8 Ways to Capture Rainwater in Your Garden
With the threat of El Niño upon us, strategies in place to capture rainwater in the garden will help divert the larger than expected amount of rainfall. Infiltration of water through the soil removes pollutants, recharges ground water and keeps contaminated water from entering the storm drains, but it does need to be properly controlled in order to prevent larger problems such as flooding and erosion.
Capturing water for reuse in the garden also lessens the need for irrigation which will in turn provide some relief on the monthly water bill.
Southern California residents wondering how best to divert and repurpose rainfall can consider these eight methods.
1. Rain Gutters
Older homes do not always have rain gutters installed, but they are a good idea to consider with heavy rains on the horizon. In fact, rain gutters are often overlooked in Southern California because we usually don’t receive an unbearable amount of rain.
Uncontrolled rain flow can lead to a variety of problems including flooded basements, rotten decks and erosion. Here, erosion is the most common problem. For example, several houses without rain gutters on Mount Soledad in La Jolla experienced mudslides during the heavy rains of 2005.
To give you an idea of how much water rain gutters can divert, the County of San Diego estimates that approximately 600 gallons of rainwater can be harvested from just one inch of rain falling on a 1,000 square foot roof.
2. Rain Barrels
We’ve covered rain barrels already but the still play a very important role in diverting rain water from the roof and into the garden.
Basically, rain gutters collect water that falls on the roof which is then diverted to ground level by downspouts. Normally, downspouts are connected to landscape drains that lead to stormwater drains and into the ocean. However, they can also be pointed to a dry creek or similar method of diverting water away from the house and into the groundwater supply.
In the case of rain barrels, water is diverted into a giant barrel via a downspout. Homeowners can then redistribute water from the barrel around the yard as needed. Check with local authorities to see if rebates are still available (right now they are $75 per barrel for San Diego residents).

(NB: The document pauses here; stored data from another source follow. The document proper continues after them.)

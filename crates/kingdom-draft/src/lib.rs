//! Catalog, deck, and draft orchestration around Kingdom boards.
//!
//! The placement engine in `kingdom-board` only sees `(player, play)` and
//! `(player, discard)` events. This crate produces them: a [`Catalog`] of
//! dominoes loaded from JSON, a seeded [`Deck`] that draws a round's worth
//! at a time, a [`DraftLine`] players claim from, and a [`Game`] that runs
//! the select/place cycle over one [`Board`](kingdom_board::Board) per
//! player.
//!
//! Nothing here performs terminal I/O. Callers drive a [`Game`] by
//! inspecting its [`Phase`] and feeding choices back in.

#![deny(missing_docs)]
#![deny(rustdoc::broken_intra_doc_links)]
#![forbid(unsafe_code)]

pub mod catalog;
pub mod config;
pub mod deck;
pub mod error;
pub mod game;
pub mod line;

pub use catalog::Catalog;
pub use config::{ConfigError, GameConfig};
pub use deck::Deck;
pub use error::{CatalogError, DraftError};
pub use game::{Game, Phase, Placement};
pub use line::{DraftLine, Slot};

Swales are flat-bottomed shallow drainage features that channel water to other places. They’re designed to slow the flow of water by letting it infiltrate into the soil along the way. Swales are most commonly lined with grass or soil. They often line driveways and sidewalks to capture run-off.
3. Dry Creek Bed
Dry creeks and swales often serve the same purpose and these terms are often used interchangeably. Dry creeks are intended to mimic the look of natural waterways after they dry up. They’re usually lined with rocks or gravel of varying sizes that should look like there were deposited into place by running water. Typically, a landscape fabric is applied before the rocks are laid in order to prevent the growth of weeds.
Tip: If planning a dry creek at home, it will look more natural when various sizes of rock are used. Many homeowners make the mistake of using a rocks of the same size… discerning nature enthusiasts will certainly be able to notice the difference.
4. Rain Chains
Popular in Japanese gardens, rain chains are alternatives to downspouts and divert water to the ground or into drains in a graceful, decorative manner. Most are constructed of copper and the water emits a lovely, soothing sound as it cascades down the chain.

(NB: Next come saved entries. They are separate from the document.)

//! Fixed-size kingdom grid with bounding-box tracking.

use std::fmt;

use kingdom_core::{Point, Tile};

use crate::error::SpaceError;

/// A square tile store centred on a castle.
///
/// For kingdom size `N` the grid has side `2N - 1`, so a kingdom of at most
/// `N x N` tiles fits no matter which direction it grows from the centre.
/// The centre cell holds [`Tile::CASTLE`] from construction onwards.
///
/// The grid keeps a running bounding box over every occupied cell. Every
/// write folds its point into the box first, and [`within_bounds`] asks
/// what the box would become without mutating it.
///
/// [`within_bounds`]: Grid::within_bounds
///
/// # Examples
///
/// ```
/// use kingdom_core::{Point, Suit, Tile};
/// use kingdom_space::Grid;
///
/// let mut grid = Grid::new(5).unwrap();
/// assert_eq!(grid.side(), 9);
/// assert_eq!(grid.get(grid.middle()), Some(Tile::CASTLE));
///
/// grid.set(Point::new(4, 5), Tile::new(Suit::Forest, 1)).unwrap();
/// assert!(grid.within_bounds(Point::new(4, 8)));
/// assert!(!grid.within_bounds(Point::new(4, 0)));
/// ```
#[derive(Clone, Debug, PartialEq, Eq)]
pub struct Grid {
    size: u32,
    side: u32,
    cells: Box<[Option<Tile>]>,
    min: Point,
    max: Point,
}

impl Grid {
    /// Kingdom size of the standard game.
    pub const STANDARD: u32 = 5;
    /// Kingdom size of the Mighty Duel variant.
    pub const MIGHTY_DUEL: u32 = 7;
    /// Smallest size whose inner ring does not collide with the castle.
    pub const MIN_SIZE: u32 = 3;
    /// Largest supported kingdom size.
    pub const MAX_SIZE: u32 = 1 << 12;

    /// Create an empty grid for a kingdom of `size x size` tiles.
    ///
    /// Returns `Err(SpaceError::InvalidSize)` outside
    /// `[MIN_SIZE, MAX_SIZE]`.
    pub fn new(size: u32) -> Result<Self, SpaceError> {
        if !(Self::MIN_SIZE..=Self::MAX_SIZE).contains(&size) {
            return Err(SpaceError::InvalidSize {
                size,
                min: Self::MIN_SIZE,
                max: Self::MAX_SIZE,
            });
        }
        Ok(Self::build(size))
    }

    /// Grid for the standard 5x5 kingdom.
    pub fn standard() -> Self {
        Self::build(Self::STANDARD)
    }

    /// Grid for the 7x7 Mighty Duel kingdom.
    pub fn mighty_duel() -> Self {
        Self::build(Self::MIGHTY_DUEL)
    }

    fn build(size: u32) -> Self {
        let side = size * 2 - 1;
        let half = (size - 1) as i32;
        let middle = Point::new(half, half);
        let mut cells = vec![None; (side as usize) * (side as usize)].into_boxed_slice();
        cells[Self::flat_index(side, middle)] = Some(Tile::CASTLE);
        Self {
            size,
            side,
            cells,
            min: middle,
            max: middle,
        }
    }

    /// Kingdom size `N`: the maximum width and height of the kingdom.
    pub fn size(&self) -> u32 {
        self.size
    }

    /// Grid side length, `2N - 1`.
    pub fn side(&self) -> u32 {
        self.side
    }

    /// The castle cell.
    pub fn middle(&self) -> Point {
        let half = (self.size - 1) as i32;
        Point::new(half, half)
    }

    /// Inclusive `(min, max)` corners of the occupied bounding box.
    pub fn bounding_box(&self) -> (Point, Point) {
        (self.min, self.max)
    }

    fn flat_index(side: u32, point: Point) -> usize {
        (point.x as usize) * (side as usize) + (point.y as usize)
    }

    fn index(&self, point: Point) -> Option<usize> {
        self.within_grid(point)
            .then(|| Self::flat_index(self.side, point))
    }

    /// The tile at `point`, or `None` if the cell is empty or off the grid.
    pub fn get(&self, point: Point) -> Option<Tile> {
        self.index(point).and_then(|i| self.cells[i])
    }

    /// Whether `point` is on the grid and holds no tile.
    pub fn is_vacant(&self, point: Point) -> bool {
        self.index(point).is_some_and(|i| self.cells[i].is_none())
    }

    /// Write `tile` at `point`, growing the bounding box to include it.
    ///
    /// Occupancy and kingdom bounds are the caller's responsibility; this
    /// only refuses points off the grid and the castle cell.
    pub fn set(&mut self, point: Point, tile: Tile) -> Result<(), SpaceError> {
        let i = self.index(point).ok_or(SpaceError::CoordOutOfBounds {
            point,
            side: self.side,
        })?;
        if point == self.middle() {
            return Err(SpaceError::CastleOverwrite);
        }
        (self.min, self.max) = self.extended_box(point);
        self.cells[i] = Some(tile);
        Ok(())
    }

    fn extended_box(&self, point: Point) -> (Point, Point) {
        (
            Point::new(self.min.x.min(point.x), self.min.y.min(point.y)),
            Point::new(self.max.x.max(point.x), self.max.y.max(point.y)),
        )
    }

    /// `0 <= x, y < 2N - 1`.
    pub fn within_grid(&self, point: Point) -> bool {
        let side = self.side as i32;
        (0..side).contains(&point.x) && (0..side).contains(&point.y)
    }

    /// Whether the bounding box grown to include `point` would still be
    /// narrower and shorter than `N`.
    pub fn within_bounds(&self, point: Point) -> bool {
        let (min, max) = self.extended_box(point);
        let size = self.size as i32;
        max.x - min.x < size && max.y - min.y < size
    }

    /// [`within_grid`](Grid::within_grid) and
    /// [`within_bounds`](Grid::within_bounds).
    pub fn within_grid_and_bounds(&self, point: Point) -> bool {
        self.within_grid(point) && self.within_bounds(point)
    }

    /// True iff no occupied cell lies on row or column `1` or `2N - 3`.
    ///
    /// A contiguous kingdom that touches neither index on either axis is
    /// confined to rows and columns `2..=2N - 4`: a square `2N - 5` wide
    /// centred on the castle.
    pub fn bounded(&self) -> bool {
        let ring = [1, self.side as i32 - 2];
        !self
            .occupied()
            .any(|(p, _)| ring.contains(&p.x) || ring.contains(&p.y))
    }

    /// Every occupied cell in row-major order, castle included.
    pub fn occupied(&self) -> impl Iterator<Item = (Point, Tile)> + '_ {
        let side = self.side as usize;
        self.cells.iter().enumerate().filter_map(move |(i, cell)| {
            cell.map(|tile| (Point::new((i / side) as i32, (i % side) as i32), tile))
        })
    }

    /// Number of occupied cells, castle included.
    pub fn occupied_count(&self) -> usize {
        self.cells.iter().filter(|c| c.is_some()).count()
    }
}

impl fmt::Display for Grid {
    /// Two characters per cell: the suit glyph and the crown count
    /// (blank for none). Empty cells render as `. `.
    fn fmt(&self, f: &mut fmt::Formatter<'_>) -> fmt::Result {
        write!(f, "  ")?;
        for y in 0..self.side {
            write!(f, "{:<2}", y % 10)?;
        }
        writeln!(f)?;
        for x in 0..self.side as i32 {
            write!(f, "{:<2}", x % 10)?;
            for y in 0..self.side as i32 {
                match self.get(Point::new(x, y)) {
                    Some(tile) if tile.crowns > 0 => {
                        write!(f, "{}{}", tile.suit.glyph(), tile.crowns)?
                    }
                    Some(tile) => write!(f, "{} ", tile.suit.glyph())?,
                    None => write!(f, ". ")?,
                }
            }
            writeln!(f)?;
        }
        Ok(())
    }
}

#[cfg(test)]
mod tests {
    use super::*;
    use kingdom_core::Suit;
    use proptest::prelude::*;

    fn forest() -> Tile {
        Tile::new(Suit::Forest, 0)
    }

    // ── Constructor tests ───────────────────────────────────────

    #[test]
    fn new_places_castle_at_centre() {
        let g = Grid::new(Grid::STANDARD).unwrap();
        assert_eq!(g.side(), 9);
        assert_eq!(g.middle(), Point::new(4, 4));
        assert_eq!(g.get(Point::new(4, 4)), Some(Tile::CASTLE));
        assert_eq!(g.occupied_count(), 1);
        assert_eq!(g.bounding_box(), (Point::new(4, 4), Point::new(4, 4)));
    }

    #[test]
    fn mighty_duel_grid_is_thirteen_wide() {
        let g = Grid::mighty_duel();
        assert_eq!(g.side(), 13);
        assert_eq!(g.middle(), Point::new(6, 6));
        assert_eq!(Grid::standard(), Grid::new(5).unwrap());
    }

    #[test]
    fn new_rejects_unsupported_sizes() {
        assert!(matches!(
            Grid::new(2),
            Err(SpaceError::InvalidSize { size: 2, .. })
        ));
        assert!(matches!(
            Grid::new(Grid::MAX_SIZE + 1),
            Err(SpaceError::InvalidSize { .. })
        ));
    }

    // ── Access tests ────────────────────────────────────────────

    #[test]
    fn get_off_grid_is_none() {
        let g = Grid::new(5).unwrap();
        assert_eq!(g.get(Point::new(-1, 4)), None);
        assert_eq!(g.get(Point::new(4, 9)), None);
        assert!(!g.is_vacant(Point::new(9, 9)));
    }

    #[test]
    fn set_off_grid_is_rejected() {
        let mut g = Grid::new(5).unwrap();
        assert!(matches!(
            g.set(Point::new(9, 0), forest()),
            Err(SpaceError::CoordOutOfBounds { side: 9, .. })
        ));
        assert_eq!(g.bounding_box(), (Point::new(4, 4), Point::new(4, 4)));
    }

    #[test]
    fn set_refuses_castle_cell() {
        let mut g = Grid::new(5).unwrap();
        assert_eq!(g.set(g.middle(), forest()), Err(SpaceError::CastleOverwrite));
        assert_eq!(g.get(g.middle()), Some(Tile::CASTLE));
    }

    #[test]
    fn set_grows_bounding_box() {
        let mut g = Grid::new(5).unwrap();
        g.set(Point::new(3, 4), forest()).unwrap();
        g.set(Point::new(4, 6), forest()).unwrap();
        assert_eq!(g.bounding_box(), (Point::new(3, 4), Point::new(4, 6)));
        assert!(!g.is_vacant(Point::new(3, 4)));
        assert!(g.is_vacant(Point::new(3, 5)));
    }

    // ── Bounds tests ────────────────────────────────────────────

    #[test]
    fn within_bounds_caps_width_at_size() {
        let mut g = Grid::new(5).unwrap();
        // Kingdom spans columns 4..=7 (width 4).
        for y in 5..=7 {
            g.set(Point::new(4, y), forest()).unwrap();
        }
        assert!(g.within_bounds(Point::new(4, 8)));
        assert!(g.within_bounds(Point::new(4, 3)));
        assert!(!g.within_bounds(Point::new(4, 2)));
        assert!(g.within_bounds(Point::new(0, 4)));
        assert!(g.within_grid_and_bounds(Point::new(4, 8)));
        assert!(!g.within_grid_and_bounds(Point::new(4, 9)));
    }

    #[test]
    fn within_bounds_does_not_mutate() {
        let g = Grid::new(5).unwrap();
        assert!(g.within_bounds(Point::new(0, 0)));
        assert_eq!(g.bounding_box(), (Point::new(4, 4), Point::new(4, 4)));
    }

    // ── Middle Kingdom predicate ────────────────────────────────

    #[test]
    fn bounded_until_inner_ring_is_touched() {
        let mut g = Grid::new(5).unwrap();
        assert!(g.bounded());
        g.set(Point::new(4, 6), forest()).unwrap();
        g.set(Point::new(2, 4), forest()).unwrap();
        assert!(g.bounded());
        g.set(Point::new(4, 7), forest()).unwrap();
        assert!(!g.bounded());
    }

    #[test]
    fn bounded_square_is_2n_minus_5_wide() {
        for size in [Grid::STANDARD, Grid::MIGHTY_DUEL] {
            let mut g = Grid::new(size).unwrap();
            let (lo, hi) = (2, 2 * size as i32 - 4);
            assert_eq!(hi - lo + 1, 2 * size as i32 - 5);
            let mid = g.middle().x;
            for p in [(lo, mid), (hi, mid), (mid, lo), (mid, hi)] {
                g.set(p.into(), forest()).unwrap();
            }
            assert!(g.bounded());
            g.set(Point::new(hi + 1, mid), forest()).unwrap();
            assert!(!g.bounded());
        }
    }

    #[test]
    fn bounded_checks_both_axes() {
        let mut g = Grid::new(5).unwrap();
        g.set(Point::new(1, 4), forest()).unwrap();
        assert!(!g.bounded());

        let mut g = Grid::new(5).unwrap();
        g.set(Point::new(4, 1), forest()).unwrap();
        assert!(!g.bounded());
    }

    #[test]
    fn display_renders_castle_and_crowns() {
        let mut g = Grid::new(3).unwrap();
        g.set(Point::new(2, 3), Tile::new(Suit::Water, 2)).unwrap();
        let text = g.to_string();
        let rows: Vec<&str> = text.lines().collect();
        assert_eq!(rows.len(), 6);
        assert_eq!(rows[0], "  0 1 2 3 4 ");
        assert_eq!(rows[1], "0 . . . . . ");
        assert_eq!(rows[3], "2 . . C W2. ");
    }

    // ── Property tests ──────────────────────────────────────────

    proptest! {
        #[test]
        fn bounding_box_covers_every_write(
            writes in proptest::collection::vec((0i32..9, 0i32..9), 0..20),
        ) {
            let mut g = Grid::new(5).unwrap();
            for (x, y) in writes {
                let p = Point::new(x, y);
                if p != g.middle() {
                    g.set(p, forest()).unwrap();
                }
            }
            let (min, max) = g.bounding_box();
            for (p, _) in g.occupied() {
                prop_assert!(min.x <= p.x && p.x <= max.x);
                prop_assert!(min.y <= p.y && p.y <= max.y);
            }
        }

        #[test]
        fn within_grid_matches_get_domain(x in -3i32..12, y in -3i32..12) {
            let g = Grid::new(5).unwrap();
            let p = Point::new(x, y);
            prop_assert_eq!(g.within_grid(p), (0..9).contains(&x) && (0..9).contains(&y));
            if !g.within_grid(p) {
                prop_assert_eq!(g.get(p), None);
            }
        }
    }
}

Rain chains can be actual chain links or purchased in a cup version where little cups linked by the chain act as funnels to slow the flow of water. The cup style does splash a little so be mindful of locating them near doors and windows.

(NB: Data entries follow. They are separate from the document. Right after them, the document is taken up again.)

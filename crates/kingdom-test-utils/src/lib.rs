//! Test fixtures for Kingdom development.
//!
//! Short constructors for tiles and dominoes, a deterministic synthetic
//! domino set, and [`fixtures`] for driving a [`Board`] through a sequence
//! of placements.
//!
//! [`Board`]: kingdom_board::Board

#![forbid(unsafe_code)]
#![allow(missing_docs)]
#![deny(rustdoc::broken_intra_doc_links)]

pub mod fixtures;

use kingdom_core::{Domino, Point, Suit, Tile};

pub use fixtures::{board_with, play_indexed, PlacementLog};

/// Shorthand for [`Point::new`].
pub fn p(x: i32, y: i32) -> Point {
    Point::new(x, y)
}

/// Shorthand for [`Tile::new`].
pub fn tile(suit: Suit, crowns: u8) -> Tile {
    Tile::new(suit, crowns)
}

/// A domino from `(suit, crowns)` pairs.
pub fn domino(number: u32, left: (Suit, u8), right: (Suit, u8)) -> Domino {
    Domino::new(number, tile(left.0, left.1), tile(right.0, right.1))
}

/// A crownless domino with the same suit on both halves.
pub fn plain(number: u32, suit: Suit) -> Domino {
    domino(number, (suit, 0), (suit, 0))
}

/// `count` dominoes numbered from 1, cycling through every ordered pair of
/// terrain suits with crowns `0..=2` on the right half.
///
/// Deterministic, so tests and benches see the same set every run.
pub fn synthetic_dominoes(count: u32) -> Vec<Domino> {
    let suits = Suit::TERRAIN;
    let n = suits.len() as u32;
    (0..count)
        .map(|i| {
            let left = suits[(i % n) as usize];
            let right = suits[((i / n) % n) as usize];
            domino(i + 1, (left, 0), (right, (i % 3) as u8))
        })
        .collect()
}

Dams can be created in a variety of places around the yard to trap or slow water in a particular area in order to allow it time to seep in and replenish the groundwater system. An ideal place for a dam is under a walkway bridge. Dams are also useful for filling dry ponds, mentioned below.
6. Dry Ponds
Some homeowners prefer to install dry ponds versus dry creeks. These are designed to fill with water after rainfall and are great options for small yards as they tend to take up less room. A small depression or basin (see below) is dug into the soil, lined with landscape fabric and rocks of varying sizes to mimic the look of a dried-up pond. Lining the pond’s perimeter with bigger rocks will both define the space and also help dam the water.
Basins are man-made depressions in the soil that are made to hold water and let it infiltrate into the soil. They’re located away from structures and water is somehow diverted into them. Basins are mostly a solution for homeowners with large properties and often look like a natural valley.
8. French Drains
French drains are brilliant for capturing water that would otherwise be freestanding. This eliminates the risk of mold and other undesirable effects from water pooling next to structures and hardscape. French drains are perforated pipes that are buried underground at a slight angle to divert water to its intended destination. A layer of gravel directs water from from ground level into the pipe.
This concept has been around for a while but homeowners are stepping french drains up to a new level of pretty. Guess what is below this strip of blue river rock? Yes, it’s a French drain.
How do you capture rainwater in your yard?